Kein Springen vom Beckenrand!
Kein Laufen am Rand des Beckens!
Wer kümmerte sich nicht darum?
Die wilden Kinder des Sommers kümmerten sich nicht darum!
Und ich sehe mich und ich erinnere mich.
Und ich erinnere mich an:
Die Mutprobe die besagte, dass man vom seichten Abschnitt unter den Trennstäben durch tauchen musste um in das tiefe Becken zu gelangen.
Die Mutprobe die besagte, dass man unter den Metallstufen die in das tiefe Becken führte durch tauchen musste.
Das warme Babybecken, dass nur vermeintlich durch Babypisse warm gehalten wurde.
An Fußballspiele die im entlegenen Winkel des Areals stattfanden, direkt bei den Kastanienbäumen.
An den Schmerz der erbarmungslos eintrat wenn man bei diesem Spiel auf eine stachelige Kastanienhülle stieg.
An einen weiteren, brennenden Schmerz im Fuß weil der Lederball zu prall aufgepumpt war.
An eine gewaltige Kindermenge die sich kollektiv um das schmale Fenster des Kiosk wand, nur damit man seine letzten Schillinge für Eis oder sonstige Süßigkeiten ausgab.
Dass ich zu oft zu klein war und deshalb mich hartnäckig gegen die großen Kinder behaupten musste um mir ein Brickerl oder einen Twinni zu kaufen.
Dass wir 5 Schillinge in den Wuzler werfen mussten um zu spielen.
Dass wir aber kleinkriminelle Energie entwickelten und die Zugstange für die Ballausgabe mittels eines Eiscremestangerls blockierten damit wir unbegrenzt spielen konnten.
An Schreiduelle am Wuzler weil „Drehen“ nicht erlaubt war.
An die großen Jungs die einem vom Wuzler vertreiben weil man zu klein war – das Gesetz des Dschungels.
An den tobenden Badewaschl der einem während eines warmen Sommergewitters aus dem Schwimmbecken stamperte.
Dass wir uns niemals unter keinen Umständen die nasse Badehosen auszogen damit wir eine trockene anziehen konnten – wir lagen uns auf den warmen Betonboden und trockneten unsere erkalteten Körper auf eben diesen Boden.

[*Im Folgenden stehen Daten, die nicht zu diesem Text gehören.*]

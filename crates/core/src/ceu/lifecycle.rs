//! Quiz gate and the per-module certification state machine.
//!
//! A user's progress through one module moves strictly forward:
//!
//! ```text
//! NotStarted -> QuizPassed -> Evaluated -> CertificateIssued -> RidSubmitted
//!                                                 |                  |
//!                                                 +----> Revoked <---+
//! ```
//!
//! The state is never stored directly. It is derived from the progress
//! record and the linked certificate by [`derive_state`].

use serde::Serialize;

use crate::ceu::CertificateStatus;
use crate::error::CoreError;

// ---------------------------------------------------------------------------
// Progress status strings (user_module_progress.status)
// ---------------------------------------------------------------------------

pub const PROGRESS_IN_PROGRESS: &str = "in_progress";
pub const PROGRESS_QUIZ_FAILED: &str = "quiz_failed";
pub const PROGRESS_QUIZ_PASSED: &str = "quiz_passed";
pub const PROGRESS_EVALUATED: &str = "evaluated";

/// Default quiz pass mark when a module does not configure one.
pub const DEFAULT_PASSING_SCORE: i32 = 80;

/// Quiz scores are percentages.
pub const MAX_QUIZ_SCORE: i32 = 100;

// ---------------------------------------------------------------------------
// State machine
// ---------------------------------------------------------------------------

#[derive(Debug, Clone, Copy, PartialEq, Eq, Serialize)]
#[serde(rename_all = "SCREAMING_SNAKE_CASE")]
pub enum LifecycleState {
    NotStarted,
    QuizPassed,
    Evaluated,
    CertificateIssued,
    RidSubmitted,
    Revoked,
}

impl LifecycleState {
    fn rank(self) -> u8 {
        match self {
            Self::NotStarted => 0,
            Self::QuizPassed => 1,
            Self::Evaluated => 2,
            Self::CertificateIssued => 3,
            Self::RidSubmitted => 4,
            Self::Revoked => 5,
        }
    }

    /// Whether moving from `self` to `next` is a legal forward transition.
    ///
    /// Each step advances exactly one stage. `Revoked` branches off an
    /// issued certificate (submitted or not) and nothing leaves it.
    pub fn can_advance_to(self, next: LifecycleState) -> bool {
        match (self, next) {
            (Self::Revoked, _) => false,
            (Self::CertificateIssued | Self::RidSubmitted, Self::Revoked) => true,
            (_, Self::Revoked) => false,
            (from, to) => to.rank() == from.rank() + 1,
        }
    }

    pub fn as_str(&self) -> &'static str {
        match self {
            Self::NotStarted => "NOT_STARTED",
            Self::QuizPassed => "QUIZ_PASSED",
            Self::Evaluated => "EVALUATED",
            Self::CertificateIssued => "CERTIFICATE_ISSUED",
            Self::RidSubmitted => "RID_SUBMITTED",
            Self::Revoked => "REVOKED",
        }
    }
}

/// The progress facts the state machine needs.
#[derive(Debug, Clone, Copy, Default)]
pub struct ProgressSnapshot {
    pub quiz_passed: bool,
    pub evaluation_completed: bool,
}

/// The certificate facts the state machine needs.
#[derive(Debug, Clone, Copy)]
pub struct CertificateSnapshot {
    pub status: CertificateStatus,
    pub rid_submitted: bool,
}

/// Derive the lifecycle position of one (user, module) pair.
///
/// A certificate, when present, dominates the progress record.
pub fn derive_state(
    progress: Option<&ProgressSnapshot>,
    certificate: Option<&CertificateSnapshot>,
) -> LifecycleState {
    if let Some(cert) = certificate {
        return match (cert.status, cert.rid_submitted) {
            (CertificateStatus::Revoked, _) => LifecycleState::Revoked,
            (CertificateStatus::Active, true) => LifecycleState::RidSubmitted,
            (CertificateStatus::Active, false) => LifecycleState::CertificateIssued,
        };
    }

    match progress {
        Some(p) if p.evaluation_completed => LifecycleState::Evaluated,
        Some(p) if p.quiz_passed => LifecycleState::QuizPassed,
        _ => LifecycleState::NotStarted,
    }
}

// ---------------------------------------------------------------------------
// Quiz gate
// ---------------------------------------------------------------------------

/// Validate a raw quiz percentage.
pub fn validate_quiz_score(score: i32) -> Result<(), CoreError> {
    if !(0..=MAX_QUIZ_SCORE).contains(&score) {
        return Err(CoreError::Validation(format!(
            "Quiz score must be between 0 and {MAX_QUIZ_SCORE}, got {score}"
        )));
    }
    Ok(())
}

/// Whether a score meets the module's pass mark.
pub fn quiz_passed(score: i32, passing_score: i32) -> bool {
    score >= passing_score
}

/// Compute the progress status after a quiz attempt.
///
/// A passed quiz is never downgraded by a later failing attempt, and an
/// evaluated record keeps its status.
pub fn next_progress_status(current: &str, passed: bool) -> &'static str {
    match current {
        PROGRESS_EVALUATED => PROGRESS_EVALUATED,
        PROGRESS_QUIZ_PASSED => PROGRESS_QUIZ_PASSED,
        _ if passed => PROGRESS_QUIZ_PASSED,
        _ => PROGRESS_QUIZ_FAILED,
    }
}

/// Gate in front of the evaluation survey: the quiz must be passed first.
pub fn check_evaluation_eligibility(progress: &ProgressSnapshot) -> Result<(), CoreError> {
    if !progress.quiz_passed {
        return Err(CoreError::PreconditionFailed(
            "quiz must be passed before submitting the evaluation".to_string(),
        ));
    }
    Ok(())
}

Die Sonne war unser Freund und diese Stunden waren die freiesten, wildesten Stunden die es gab. Denn es gab auch immer größere Jungen die einem das Leben schwer machen konnten. Wie viele Liter Wasser mussten die kleineren Kinder gewaltsam schlucken nur weil es eben stärkere und größere Kinder im Freibad gab? Man prügelte sich und ging sich danach aus dem Weg. Wenn man Pech hatte gab es Hiebe oder sogar einen kaputten Fahrradreifen.
Und trotzdem war es die aufregendste Zeit des Sommers.
In den Jahren die da kommen sollten kam es, dass wir als Teenager das Saubad mieden und dafür das Akademiebad für uns entdeckten. Obwohl meine Großeltern im Ungarbad eine Dauerkabine besaßen war es das Akademiebad in dem die jugendlichen Hormone verrücktspielten. Vermutlich lag es daran, dass unsere Schule im Akademiebereich war oder lag es eher daran, dass die Mädchen lieber dort waren? Ich erinnere mich daran, dass man sie plötzlich anders wahrnahm, so wie sie in ihren zweiteiligen Badesachen plötzlich vor einem standen. Noch gar nicht so lange vorher hatten sie noch Einteiler an und nun…aber das ist eine andere Geschichte.